• Kokholm McKee posted an update 2 months, 4 weeks ago

    Decentralised finance (DeFi), a growing financial technology that aims to eliminate intermediaries in financial transactions, has opened multiple avenues of revenue for investors. Yield farming is one such investment strategy in DeFi. It calls for lending or staking your cryptocurrency coins or tokens to get rewards in the form of transaction fees or interest. This can be somewhat just like earning interest from a checking account; you happen to be technically lending money on the bank. Only yield farming may be riskier, volatile, and complex unlike putting take advantage a bank.

    2021 has changed into a boom-year for DeFi. The DeFi market grows so fast, and it’s really even strict any changes.

    Exactly why is DeFi so special? Crypto market gives a great possibility to bring in more cash in several ways: decentralized exchanges, yield aggregators, credit services, and even insurance – it is possible to deposit your tokens in every these projects and get an incentive.

    Though the hottest money-making trend have their tricks. New DeFi projects are launching everyday, interest rates are changing constantly, some of the pools disappear completely – and it is a huge headache to hold a record of it however you should to.

    But remember that committing to DeFi can be dangerous: impermanent losses, project hackings, Oracle bugs as well as volatility of cryptocurrencies – these are the problems DeFi yield farmers face all the time.

    Holders of cryptocurrency have a choice between leaving their idle in a wallet or locking the funds within a smart contract in order to give rise to liquidity. The liquidity thus provided is known to fuel token swaps on decentralised exchanges like Uniswap and Balancer, in order to facilitate borrowing and lending activity in platforms like Compound or Aave.

    Yield farming is actually the practice of token holders finding methods for utilizing their assets to earn returns. For that the assets are widely-used, the returns may take variations. For example, by being liquidity providers in Uniswap, a ‘farmer’ can earn returns in the form of a share in the trading fees each and every time some agent swaps tokens. Alternatively, depositing the tokens in Compound earns interest, as these tokens are lent out to a borrower who pays interest.

    Further potential

    But the risk of earning rewards does not end there. Some platforms in addition provide additional tokens to incentivise desirable activities. These additional tokens are mined by the platform to reward users; consequently, this practice is called liquidity mining. So, as an example, Compound may reward users who lend or borrow certain assets on his or her platform with COMP tokens, which are the Compound governance tokens. A lending institution, then, not merely earns interest and also, in addition, may earn COMP tokens. Similarly, a borrower’s interest rates could possibly be offset by COMP receipts from liquidity mining.
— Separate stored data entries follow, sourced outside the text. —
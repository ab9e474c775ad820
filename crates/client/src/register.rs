//! A cashier's sale in progress.
//!
//! Nothing here touches persisted state until [`Register::submit`]; dropping
//! a register abandons the sale.

use std::sync::Arc;

use tracing::{info, warn};

use kiradopay_calculator::{Calculator, CalculatorState};
use kiradopay_catalog::Event;
use kiradopay_core::{DomainError, DomainResult, EventCode, ItemCode};
use kiradopay_ledger::{MAX_RECORDS_PER_RECEIPT, ReceiptInput, RecordInput};

use crate::buffer::ReceiptBuffer;
use crate::gateway::LedgerGateway;
use crate::sync::{Submission, SyncManager};

pub struct Register<G, B> {
    event: Event,
    calculator: Calculator,
    lines: Vec<RecordInput>,
    sync: Arc<SyncManager<G, B>>,
}

impl<G: LedgerGateway, B: ReceiptBuffer> Register<G, B> {
    /// Open a register for `event`, compiling its calculator up front.
    pub fn new(sync: Arc<SyncManager<G, B>>, event: Event) -> DomainResult<Self> {
        let calculator = event
            .calculator()
            .map_err(|e| DomainError::validation(format!("calculator does not compile: {e}")))?;
        Ok(Self {
            event,
            calculator,
            lines: Vec::new(),
            sync,
        })
    }

    /// Fetch the event from the server and open a register for it.
    pub async fn open(sync: Arc<SyncManager<G, B>>, code: &EventCode) -> DomainResult<Self> {
        let event = sync.gateway().get_event(code).await?;
        Self::new(sync, event)
    }

    pub fn event(&self) -> &Event {
        &self.event
    }

    /// Lines of the current sale, in the order they were first added.
    pub fn lines(&self) -> &[RecordInput] {
        &self.lines
    }

    pub fn is_empty(&self) -> bool {
        self.lines.is_empty()
    }

    /// Add `count` of an item; an item already on the sale keeps its position.
    pub fn add(&mut self, item: &ItemCode, count: i64) -> DomainResult<()> {
        if count <= 0 {
            return Err(DomainError::validation("count must be positive"));
        }
        if !self.event.displays(item) {
            return Err(DomainError::validation(format!("item not displayed: {item}")));
        }

        if let Some(line) = self.line_mut(item) {
            line.count = line.count.saturating_add(count);
            return Ok(());
        }
        if self.lines.len() >= MAX_RECORDS_PER_RECEIPT {
            return Err(DomainError::validation("sale has too many lines"));
        }
        self.lines.push(RecordInput {
            item_code: item.clone(),
            count,
            dedication: false,
        });
        Ok(())
    }

    /// Set the count of an item on the sale; zero removes the line.
    pub fn set_count(&mut self, item: &ItemCode, count: i64) -> DomainResult<()> {
        if count < 0 {
            return Err(DomainError::validation("count must not be negative"));
        }
        if count == 0 {
            self.remove(item);
            return Ok(());
        }
        match self.line_mut(item) {
            Some(line) => {
                line.count = count;
                Ok(())
            }
            None => self.add(item, count),
        }
    }

    pub fn set_dedication(&mut self, item: &ItemCode, dedication: bool) -> DomainResult<()> {
        let line = self
            .line_mut(item)
            .ok_or_else(|| DomainError::not_found(format!("item not on sale: {item}")))?;
        line.dedication = dedication;
        Ok(())
    }

    pub fn remove(&mut self, item: &ItemCode) {
        self.lines.retain(|l| &l.item_code != item);
    }

    /// Abandon the current sale.
    pub fn clear(&mut self) {
        self.lines.clear();
    }

    pub fn state(&self) -> CalculatorState {
        self.input_with_total(0).calculator_state()
    }

    /// Price the current sale with the event's calculator.
    ///
    /// A failing calculator is an error, never a zero total.
    pub fn total(&self) -> DomainResult<i64> {
        let total = self.calculator.evaluate(&self.state()).map_err(|e| {
            warn!(event_code = %self.event.code, error = %e, "calculator failed");
            DomainError::calculation(e.to_string())
        })?;
        Ok(total.round() as i64)
    }

    /// Price and submit the sale. On success the register is cleared for the
    /// next customer; on failure the sale is kept so the cashier can fix it.
    pub async fn submit(&mut self) -> DomainResult<Submission> {
        if self.lines.is_empty() {
            return Err(DomainError::validation("sale has no items"));
        }
        let input = self.input_with_total(self.total()?);
        input.validate()?;

        let submission = self.sync.submit(&self.event.code, input).await?;
        info!(
            event_code = %self.event.code,
            buffered = matches!(submission, Submission::Buffered(_)),
            "sale submitted"
        );
        self.lines.clear();
        Ok(submission)
    }

    fn input_with_total(&self, total: i64) -> ReceiptInput {
        ReceiptInput {
            total,
            client_id: None,
            records: self.lines.clone(),
        }
    }

    fn line_mut(&mut self, item: &ItemCode) -> Option<&mut RecordInput> {
        self.lines.iter_mut().find(|l| &l.item_code == item)
    }
}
Sometimes, like if the worth of COMP tokens is rapidly rising, the returns from liquidity mining can more than make up for the borrowing rate of interest that you will find paid.

    If you’re happy to take additional risk, you can find another feature that permits even more earning potential: leverage. Leverage occurs, essentially, whenever you borrow to speculate; as an example, you borrow funds from a bank to get stocks. In the context of yield farming, a good example of how leverage is created is you borrow, say, DAI inside a platform including Maker or Compound, then use the borrowed funds as collateral for even more borrowings, and do this. Liquidity mining will make this a lucrative strategy once the tokens being distributed are rapidly rising in value. There is certainly, naturally, danger that doesn’t happen or that volatility causes adverse price movements, which will lead to leverage amplifying losses.